As a cumulative patch, MS06-013 is intended to replace patch cumulative updates for IE, including MS05-054 and MS06-004. What's more, because of changes MS06-013 makes to the way IE handles ActiveX controls, Microsoft was forced to issue a temporary "Compatibility Patch" yesterday. Microsoft says users should keep the Compatibility Patch on their systems for two months, until the company can issue a permanent change to the ActiveX control in June, which will arrive on "Patch Tuesday," the second Tuesday of the month when Microsoft issues its patches.
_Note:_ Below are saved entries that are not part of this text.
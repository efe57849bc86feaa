//! # logweave-core
//!
//! An incremental indexing engine for growing, line-oriented log sources.
//!
//! ## Overview
//!
//! Every component implements the [`LogSource`] trait: a row-indexed table
//! that grows over time and announces its changes to subscribers as
//! [`Change`]s. Components wrap each other through `Arc<dyn LogSource>`, so a
//! processing pipeline is just a chain of sources:
//!
//! ```text
//! ┌────────────┐   ┌────────────────────┐   ┌─────────────────┐   ┌─────────────────┐
//! │ raw source │ ─>│ MultiLineLogSource │ ─>│ MergedLogSource │ ─>│ LogSourceSearch │
//! └────────────┘   └────────────────────┘   └─────────────────┘   └─────────────────┘
//! ```
//!
//! A [`FilteredLogSource`] can be placed anywhere in the chain to hide
//! entries by level or content.
//!
//! ## Change protocol
//!
//! - [`Change::Append`]: new rows exist
//! - [`Change::Invalidate`]: rows from an index onwards are void until
//!   appended again
//! - [`Change::Reset`]: all rows are void
//!
//! Consumers apply changes in emission order. A row whose interpretation
//! changes (a line turns out to continue the previous entry) is invalidated
//! and appended again; there is no in-place update.
//!
//! ## Scheduling
//!
//! Each component owns one [`PeriodicTask`] registered with an injected
//! [`TaskScheduler`]. [`ThreadTaskScheduler`] runs tasks on background
//! threads, [`ManualTaskScheduler`] runs them only when asked, which keeps
//! tests deterministic:
//!
//! ```rust
//! use logweave_core::{
//!     InMemoryLogSource, Level, LogSource, LogSourceExt, ManualTaskScheduler, MultiLineLogSource,
//! };
//! use std::{sync::Arc, time::Duration};
//!
//! let scheduler = Arc::new(ManualTaskScheduler::new());
//! let raw = Arc::new(InMemoryLogSource::new());
//! let entries = MultiLineLogSource::new(scheduler.clone(), raw.clone(), Duration::ZERO);
//!
//! raw.add_entry("ERROR request failed", Level::Error, None);
//! raw.add_entry("  caused by: timeout", Level::None, None);
//! scheduler.run_once();
//!
//! assert_eq!(entries.count(), 2);
//! assert_eq!(entries.entry(1).level, Level::Error);
//! assert_eq!(entries.entry(1).entry_index, Some(0));
//! ```

pub mod change;
pub mod desc;
pub mod filter;
pub mod filtered;
pub mod in_memory;
pub mod listeners;
pub mod merged;
pub mod multi_line;
pub mod parser;
pub mod scheduler;
pub mod search;
pub mod source;

// re-export commonly used types
pub use change::{Change, Section};
pub use desc::{DEFAULT_MAX_BATCH_SIZE, PipelineDesc};
pub use filter::{
    EmptyLogLineFilter, FilterChain, InvertFilter, LevelFilter, LogEntryFilter, RegexFilter,
    SubstringFilter,
};
pub use filtered::FilteredLogSource;
pub use in_memory::InMemoryLogSource;
pub use listeners::{ListenerCollection, Subscription};
pub use merged::{MergedIndex, MergedLogSource, MergedRecord, PendingModification};
pub use multi_line::MultiLineLogSource;
pub use parser::{LineParser, NoLevelParser, ParsedLine};
pub use scheduler::{
    CancellationToken, ManualTaskScheduler, PeriodicTask, TaskId, TaskScheduler,
    ThreadTaskScheduler,
};
pub use search::{LogMatch, LogSourceSearch};
pub use source::{
    ColumnId, Level, LogEntry, LogSource, LogSourceExt, ParseLevelError, Rows, SourceError,
    SourceId, SourceProperties,
};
MS06-013 was just the beginning, as Microsoft issued four other patches yesterday. These included MS06-014, which fixes a critical flaw in one of the ActiveX controls that make up the Microsoft Data Access Components (MDAC) offering. This is a remote code execution vulnerability, and it affects Windows XP Service Pack 1 (SP1) and SP2, XP Pro X64 Edition, and all versions of Windows Server 2003. This vulnerability was first reported to Microsoft by Finjan's Malicious Code Research Center and Yarix; no exploit code is available for this vulnerability, Microsoft says.

The critical Windows Shell Vulnerability, which affects all versions of Windows, is fixed with MS06-015. This privately reported flaw is actually a variant of a previously disclosed flaw that was discovered by Britain's National Infrastructure Security Co-ordination Centre, and could enable an attacker to trick Windows Explorer into allowing COM objects to execute arbitrary code.

MS06-016 is a cumulative security update for Outlook Express that fixes a newly discovered problem in the Windows Address Book File that could allow an attacker to take control of an affected system (any version of Windows could be affected). Microsoft says the risk of this flaw is important, and that it isn't aware of any exploit code currently on the market. Helping Microsoft track this little bugger down were Stuart Pearson, TippingPoint, Zero Day Initiative, and ATmaCA.

Last but not least is MS06-017, which fixes a cross-site scripting (XSS) vulnerability in Microsoft FrontPage Server Extensions 2002 running on a variety of server and client operating systems. Microsoft gave this flaw, which carries a risk of remote code execution, a moderate rating (one step below important), and it gave Esteban Martínez Fayó credit for helping to find it.